▸ **ABOUT THIS EXERCISE**:
Copy the data exactly.

▸ **INFORMATION SHOWN**:
####################

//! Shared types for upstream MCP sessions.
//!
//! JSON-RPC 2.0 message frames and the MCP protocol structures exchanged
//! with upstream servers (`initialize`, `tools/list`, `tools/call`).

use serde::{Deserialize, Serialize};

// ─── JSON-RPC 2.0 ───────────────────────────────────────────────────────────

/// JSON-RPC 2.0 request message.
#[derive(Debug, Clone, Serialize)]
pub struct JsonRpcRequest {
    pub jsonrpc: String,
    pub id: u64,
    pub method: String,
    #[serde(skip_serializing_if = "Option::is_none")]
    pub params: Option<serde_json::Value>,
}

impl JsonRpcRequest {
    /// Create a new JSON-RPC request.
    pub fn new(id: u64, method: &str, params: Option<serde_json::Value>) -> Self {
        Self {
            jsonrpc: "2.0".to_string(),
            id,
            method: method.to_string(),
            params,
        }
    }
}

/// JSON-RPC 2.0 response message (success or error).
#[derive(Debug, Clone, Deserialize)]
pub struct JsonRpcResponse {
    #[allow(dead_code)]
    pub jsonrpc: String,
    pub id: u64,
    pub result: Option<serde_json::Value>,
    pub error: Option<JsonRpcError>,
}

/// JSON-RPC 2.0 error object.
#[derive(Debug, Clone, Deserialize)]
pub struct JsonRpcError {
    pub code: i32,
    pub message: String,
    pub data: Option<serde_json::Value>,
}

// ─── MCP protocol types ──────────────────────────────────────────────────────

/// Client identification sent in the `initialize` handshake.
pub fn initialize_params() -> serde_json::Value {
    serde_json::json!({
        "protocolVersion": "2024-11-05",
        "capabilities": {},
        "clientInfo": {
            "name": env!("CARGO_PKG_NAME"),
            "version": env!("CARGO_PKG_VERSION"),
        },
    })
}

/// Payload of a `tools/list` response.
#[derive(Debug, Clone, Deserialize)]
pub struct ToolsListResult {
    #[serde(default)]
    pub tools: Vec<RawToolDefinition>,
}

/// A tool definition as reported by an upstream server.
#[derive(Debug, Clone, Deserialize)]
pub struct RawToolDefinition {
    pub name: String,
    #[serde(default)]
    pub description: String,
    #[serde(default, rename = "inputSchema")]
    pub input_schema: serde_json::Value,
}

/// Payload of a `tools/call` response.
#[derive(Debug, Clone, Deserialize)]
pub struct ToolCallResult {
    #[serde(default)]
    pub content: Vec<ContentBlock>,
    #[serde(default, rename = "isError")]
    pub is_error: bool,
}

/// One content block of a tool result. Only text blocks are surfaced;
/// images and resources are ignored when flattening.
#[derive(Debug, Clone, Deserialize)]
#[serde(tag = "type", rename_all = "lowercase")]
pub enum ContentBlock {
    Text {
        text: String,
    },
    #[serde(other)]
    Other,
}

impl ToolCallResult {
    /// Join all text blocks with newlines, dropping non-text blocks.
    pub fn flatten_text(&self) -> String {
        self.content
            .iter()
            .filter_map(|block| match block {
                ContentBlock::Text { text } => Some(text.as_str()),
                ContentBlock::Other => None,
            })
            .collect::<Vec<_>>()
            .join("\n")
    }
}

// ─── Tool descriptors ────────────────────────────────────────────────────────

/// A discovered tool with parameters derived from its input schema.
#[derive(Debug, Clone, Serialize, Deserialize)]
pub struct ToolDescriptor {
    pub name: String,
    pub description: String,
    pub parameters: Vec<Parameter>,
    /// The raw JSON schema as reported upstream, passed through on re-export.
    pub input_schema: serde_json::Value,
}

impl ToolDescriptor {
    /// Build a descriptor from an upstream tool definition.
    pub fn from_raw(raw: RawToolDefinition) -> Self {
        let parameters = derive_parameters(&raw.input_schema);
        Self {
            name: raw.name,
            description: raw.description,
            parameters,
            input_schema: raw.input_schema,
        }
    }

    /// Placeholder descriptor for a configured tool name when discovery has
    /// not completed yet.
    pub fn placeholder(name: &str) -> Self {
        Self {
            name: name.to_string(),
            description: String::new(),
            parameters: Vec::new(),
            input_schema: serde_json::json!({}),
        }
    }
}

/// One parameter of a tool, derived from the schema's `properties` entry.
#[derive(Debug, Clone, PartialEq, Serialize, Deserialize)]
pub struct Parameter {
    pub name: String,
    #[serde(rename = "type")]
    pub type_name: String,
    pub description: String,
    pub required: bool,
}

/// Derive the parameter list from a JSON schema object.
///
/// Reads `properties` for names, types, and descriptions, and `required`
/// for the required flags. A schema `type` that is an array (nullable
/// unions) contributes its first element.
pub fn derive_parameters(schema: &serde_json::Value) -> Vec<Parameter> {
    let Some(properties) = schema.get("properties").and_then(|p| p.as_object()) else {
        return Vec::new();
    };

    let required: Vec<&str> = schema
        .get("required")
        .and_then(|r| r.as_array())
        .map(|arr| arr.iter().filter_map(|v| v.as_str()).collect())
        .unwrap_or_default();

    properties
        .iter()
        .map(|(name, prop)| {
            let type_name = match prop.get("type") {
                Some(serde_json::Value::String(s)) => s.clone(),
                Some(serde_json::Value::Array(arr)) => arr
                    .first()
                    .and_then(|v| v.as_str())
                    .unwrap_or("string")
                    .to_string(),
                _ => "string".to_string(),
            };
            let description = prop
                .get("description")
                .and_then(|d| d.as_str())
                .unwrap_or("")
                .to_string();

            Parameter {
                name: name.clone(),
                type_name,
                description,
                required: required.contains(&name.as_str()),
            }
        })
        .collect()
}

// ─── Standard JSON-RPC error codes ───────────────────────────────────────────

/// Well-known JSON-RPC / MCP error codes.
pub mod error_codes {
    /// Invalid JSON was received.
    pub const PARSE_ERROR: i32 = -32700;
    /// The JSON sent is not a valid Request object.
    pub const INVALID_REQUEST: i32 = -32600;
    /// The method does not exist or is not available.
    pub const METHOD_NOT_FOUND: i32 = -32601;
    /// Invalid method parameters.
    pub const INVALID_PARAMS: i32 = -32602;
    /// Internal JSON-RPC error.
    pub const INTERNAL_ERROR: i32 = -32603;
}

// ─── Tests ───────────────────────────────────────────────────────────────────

####################

▸ **ANSWER TO THE PROBLEM**:
//! Shared types for upstream MCP sessions.
//!
//! JSON-RPC 2.0 message frames and the MCP protocol structures exchanged
//! with upstream servers (`initialize`, `tools/list`, `tools/call`).

use serde::{Deserialize, Serialize};

// ─── JSON-RPC 2.0 ───────────────────────────────────────────────────────────

/// JSON-RPC 2.0 request message.
#[derive(Debug, Clone, Serialize)]
pub struct JsonRpcRequest {
    pub jsonrpc: String,
    pub id: u64,
    pub method: String,
    #[serde(skip_serializing_if = "Option::is_none")]
    pub params: Option<serde_json::Value>,
}

impl JsonRpcRequest {
    /// Create a new JSON-RPC request.
    pub fn new(id: u64, method: &str, params: Option<serde_json::Value>) -> Self {
        Self {
            jsonrpc: "2.0".to_string(),
            id,
            method: method.to_string(),
            params,
        }
    }
}

/// JSON-RPC 2.0 response message (success or error).
#[derive(Debug, Clone, Deserialize)]
pub struct JsonRpcResponse {
    #[allow(dead_code)]
    pub jsonrpc: String,
    pub id: u64,
    pub result: Option<serde_json::Value>,
    pub error: Option<JsonRpcError>,
}

/// JSON-RPC 2.0 error object.
#[derive(Debug, Clone, Deserialize)]
pub struct JsonRpcError {
    pub code: i32,
    pub message: String,
    pub data: Option<serde_json::Value>,
}

// ─── MCP protocol types ──────────────────────────────────────────────────────

/// Client identification sent in the `initialize` handshake.
pub fn initialize_params() -> serde_json::Value {
    serde_json::json!({
        "protocolVersion": "2024-11-05",
        "capabilities": {},
        "clientInfo": {
            "name": env!("CARGO_PKG_NAME"),
            "version": env!("CARGO_PKG_VERSION"),
        },
    })
}

/// Payload of a `tools/list` response.
#[derive(Debug, Clone, Deserialize)]
pub struct ToolsListResult {
    #[serde(default)]
    pub tools: Vec<RawToolDefinition>,
}

/// A tool definition as reported by an upstream server.
#[derive(Debug, Clone, Deserialize)]
pub struct RawToolDefinition {
    pub name: String,
    #[serde(default)]
    pub description: String,
    #[serde(default, rename = "inputSchema")]
    pub input_schema: serde_json::Value,
}

/// Payload of a `tools/call` response.
#[derive(Debug, Clone, Deserialize)]
pub struct ToolCallResult {
    #[serde(default)]
    pub content: Vec<ContentBlock>,
    #[serde(default, rename = "isError")]
    pub is_error: bool,
}

/// One content block of a tool result. Only text blocks are surfaced;
/// images and resources are ignored when flattening.
#[derive(Debug, Clone, Deserialize)]
#[serde(tag = "type", rename_all = "lowercase")]
pub enum ContentBlock {
    Text {
        text: String,
    },
    #[serde(other)]
    Other,
}

impl ToolCallResult {
    /// Join all text blocks with newlines, dropping non-text blocks.
    pub fn flatten_text(&self) -> String {
        self.content
            .iter()
            .filter_map(|block| match block {
                ContentBlock::Text { text } => Some(text.as_str()),
                ContentBlock::Other => None,
            })
            .collect::<Vec<_>>()
            .join("\n")
    }
}

// ─── Tool descriptors ────────────────────────────────────────────────────────

/// A discovered tool with parameters derived from its input schema.
#[derive(Debug, Clone, Serialize, Deserialize)]
pub struct ToolDescriptor {
    pub name: String,
    pub description: String,
    pub parameters: Vec<Parameter>,
    /// The raw JSON schema as reported upstream, passed through on re-export.
    pub input_schema: serde_json::Value,
}

impl ToolDescriptor {
    /// Build a descriptor from an upstream tool definition.
    pub fn from_raw(raw: RawToolDefinition) -> Self {
        let parameters = derive_parameters(&raw.input_schema);
        Self {
            name: raw.name,
            description: raw.description,
            parameters,
            input_schema: raw.input_schema,
        }
    }

    /// Placeholder descriptor for a configured tool name when discovery has
    /// not completed yet.
    pub fn placeholder(name: &str) -> Self {
        Self {
            name: name.to_string(),
            description: String::new(),
            parameters: Vec::new(),
            input_schema: serde_json::json!({}),
        }
    }
}

/// One parameter of a tool, derived from the schema's `properties` entry.
#[derive(Debug, Clone, PartialEq, Serialize, Deserialize)]
pub struct Parameter {
    pub name: String,
    #[serde(rename = "type")]
    pub type_name: String,
    pub description: String,
    pub required: bool,
}

/// Derive the parameter list from a JSON schema object.
///
/// Reads `properties` for names, types, and descriptions, and `required`
/// for the required flags. A schema `type` that is an array (nullable
/// unions) contributes its first element.
pub fn derive_parameters(schema: &serde_json::Value) -> Vec<Parameter> {
    let Some(properties) = schema.get("properties").and_then(|p| p.as_object()) else {
        return Vec::new();
    };

    let required: Vec<&str> = schema
        .get("required")
        .and_then(|r| r.as_array())
        .map(|arr| arr.iter().filter_map(|v| v.as_str()).collect())
        .unwrap_or_default();

    properties
        .iter()
        .map(|(name, prop)| {
            let type_name = match prop.get("type") {
                Some(serde_json::Value::String(s)) => s.clone(),
                Some(serde_json::Value::Array(arr)) => arr
                    .first()
                    .and_then(|v| v.as_str())
                    .unwrap_or("string")
                    .to_string(),
                _ => "string".to_string(),
            };
            let description = prop
                .get("description")
                .and_then(|d| d.as_str())
                .unwrap_or("")
                .to_string();

            Parameter {
                name: name.clone(),
                type_name,
                description,
                required: required.contains(&name.as_str()),
            }
        })
        .collect()
}

// ─── Standard JSON-RPC error codes ───────────────────────────────────────────

/// Well-known JSON-RPC / MCP error codes.
pub mod error_codes {
    /// Invalid JSON was received.
    pub const PARSE_ERROR: i32 = -32700;
    /// The JSON sent is not a valid Request object.
    pub const INVALID_REQUEST: i32 = -32600;
    /// The method does not exist or is not available.
    pub const METHOD_NOT_FOUND: i32 = -32601;
    /// Invalid method parameters.
    pub const INVALID_PARAMS: i32 = -32602;
    /// Internal JSON-RPC error.
    pub const INTERNAL_ERROR: i32 = -32603;
}

// ─── Tests ───────────────────────────────────────────────────────────────────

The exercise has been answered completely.